Hryhoriy Varzhelenko

Personal information
- Full name: Hryhoriy Tykhonovych Varzhelenko
- Date of birth: 8 March 1950
- Place of birth: Nikopol, Ukrainian SSR, USSR
- Date of death: 16 February 2024 (aged 73)
- Position: Second striker

Youth career
- –1967: SC Trubnik Nikopol

Senior career*
- Years: Team / Apps / (Gls)
- 1967–1971: Trubnik Nikopol
- 1972–1974: Kolos Nikopol
- 1973: → Avanhard Ordzhonikidze

Managerial career
- 1990: Start Eisk (ass't)
- 1996–1999: Metalurh Nikopol
- 2000: Polissia Zhytomyr
- 2004–2005: Elektrometalurh-NZF Nikopol
- 2010: Nikopol-Dnipriany
- 2016–2020: FC Nikopol
- 2020–2021: FC Nikopol (team's chief)
- 2021–: Skoruk Tomakivka (ass't)

= Hryhoriy Varzhelenko =

Soviet footballer and coach (1950–2024)

Hryhoriy Varzhelenko (Григорій Тихонович Варжеленко; 8 March 1950 – 16 February 2024) was a Soviet and Ukrainian football coach and player.

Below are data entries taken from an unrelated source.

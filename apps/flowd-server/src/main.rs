use std::path::{Path, PathBuf};
use std::process::ExitCode;

use clap::{Parser, Subcommand};
use tokio_util::sync::CancellationToken;

use flowkit::{Engine, EngineError, WorkflowConfig};
use flowkit_bootstrap::{AppConfig, CliArgs, LogBuffer};

mod builtins;

const EXIT_STARTUP_FAILURE: u8 = 1;
const EXIT_CONFIG_INVALID: u8 = 2;
const EXIT_RUNTIME_FATAL: u8 = 3;

/// Flowd - declarative workflow orchestration engine
#[derive(Parser)]
#[command(name = "flowd-server")]
#[command(about = "Flowd - declarative workflow orchestration engine")]
#[command(version = "0.1.0")]
struct Cli {
    /// Path to the application configuration file
    #[arg(short, long)]
    config: Option<PathBuf>,

    /// Path to the workflow document (overrides config)
    #[arg(short, long)]
    workflow: Option<PathBuf>,

    /// Print effective configuration (YAML) and exit
    #[arg(long)]
    print_config: bool,

    /// Log verbosity level (-v debug, -vv trace)
    #[arg(short, long, action = clap::ArgAction::Count)]
    verbose: u8,

    #[command(subcommand)]
    command: Option<Commands>,
}

#[derive(Subcommand)]
enum Commands {
    /// Start the engine
    Run,
    /// Validate the workflow document (build without start) and exit
    Check,
}

#[tokio::main]
async fn main() -> ExitCode {
    let cli = Cli::parse();

    let args = CliArgs {
        config: cli.config.as_ref().map(|p| p.to_string_lossy().to_string()),
        workflow: cli
            .workflow
            .as_ref()
            .map(|p| p.to_string_lossy().to_string()),
        print_config: cli.print_config,
        verbose: cli.verbose,
    };

    // Layered config: defaults -> YAML (if provided) -> env (FLOWD__*) ->
    // CLI overrides.
    let mut config = match AppConfig::load_or_default(cli.config.as_deref()) {
        Ok(config) => config,
        Err(e) => {
            eprintln!("failed to load configuration: {e:#}");
            return ExitCode::from(EXIT_CONFIG_INVALID);
        }
    };
    config.apply_cli_overrides(&args);

    let log_buffer = LogBuffer::new(1024);
    let logging = config.logging.clone().unwrap_or_default();
    flowkit_bootstrap::init_logging(
        &logging,
        Path::new(&config.server.home_dir),
        Some(log_buffer.clone()),
    );

    if cli.print_config {
        match config.to_yaml() {
            Ok(yaml) => {
                println!("{yaml}");
                return ExitCode::SUCCESS;
            }
            Err(e) => {
                eprintln!("failed to render configuration: {e:#}");
                return ExitCode::from(EXIT_CONFIG_INVALID);
            }
        }
    }

    let Some(workflow_path) = config.server.workflow.clone() else {
        eprintln!("no workflow document configured (use --workflow or server.workflow)");
        return ExitCode::from(EXIT_CONFIG_INVALID);
    };

    tracing::info!(workflow = %workflow_path, "Flowd server starting");

    let (workflow, base_dir) = match WorkflowConfig::from_file(&workflow_path) {
        Ok(loaded) => loaded,
        Err(e) => {
            tracing::error!(error = %e, "Workflow document is invalid");
            return ExitCode::from(EXIT_CONFIG_INVALID);
        }
    };

    let cancel = CancellationToken::new();
    let opts = builtins::engine_options(log_buffer, base_dir, cancel.clone());

    let engine = match Engine::build_from_config(workflow, opts).await {
        Ok(engine) => engine,
        Err(e) => {
            tracing::error!(error = %e, "Engine build failed");
            return ExitCode::from(exit_code_for_build_error(&e));
        }
    };

    match cli.command.unwrap_or(Commands::Run) {
        Commands::Check => {
            let result = engine.stop().await;
            match result {
                Ok(()) => {
                    tracing::info!("Workflow document is valid");
                    ExitCode::SUCCESS
                }
                Err(e) => {
                    tracing::error!(error = %e, "Teardown after check failed");
                    ExitCode::from(EXIT_RUNTIME_FATAL)
                }
            }
        }
        Commands::Run => run_engine(engine, cancel).await,
    }
}

async fn run_engine(engine: Engine, cancel: CancellationToken) -> ExitCode {
    if let Err(e) = engine.start().await {
        tracing::error!(error = %e, "Engine start failed");
        return ExitCode::from(EXIT_STARTUP_FAILURE);
    }
    tracing::info!("Engine started");

    {
        let cancel = cancel.clone();
        tokio::spawn(async move {
            if let Err(e) = flowkit_bootstrap::wait_for_shutdown().await {
                tracing::warn!(error = %e, "Signal waiter failed; falling back to ctrl_c()");
                let _ = tokio::signal::ctrl_c().await;
            }
            cancel.cancel();
        });
    }

    engine.wait_for_shutdown().await;
    tracing::info!("Shutting down");

    match engine.stop().await {
        Ok(()) => ExitCode::SUCCESS,
        Err(e) => {
            tracing::error!(error = %e, "Shutdown finished with errors");
            ExitCode::from(EXIT_RUNTIME_FATAL)
        }
    }
}

/// Validation failures are configuration errors (exit 2); everything else
/// during build is a startup failure (exit 1).
fn exit_code_for_build_error(err: &EngineError) -> u8 {
    match err {
        EngineError::DuplicateModule(_)
        | EngineError::UnknownDependency { .. }
        | EngineError::UnknownType { .. }
        | EngineError::CycleDetected { .. }
        | EngineError::UnclaimedWorkflow(_)
        | EngineError::UnknownTriggerKind(_)
        | EngineError::Config(_) => EXIT_CONFIG_INVALID,
        _ => EXIT_STARTUP_FAILURE,
    }
}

Varzhelenko started in 1960s being invited to play for a factory team of Trubnik Nikopol. He played for Nikopol professional clubs in 1960-1970s. He was forced to retire early at 24 due to knee injury.

In 1990s, Varzhelenko began to coach including his home teams FC Elektrometalurh-NZF Nikopol and FC Nikopol as well as FC Polissya Zhytomyr.

As a coach, Varzhelenko became a first coach for such players like Dmytro Topchiyev, Pavlo Yakovenko, Mykola Kudrytskyi, and others.

Varzhelenko died on 16 February 2024, at the age of 73.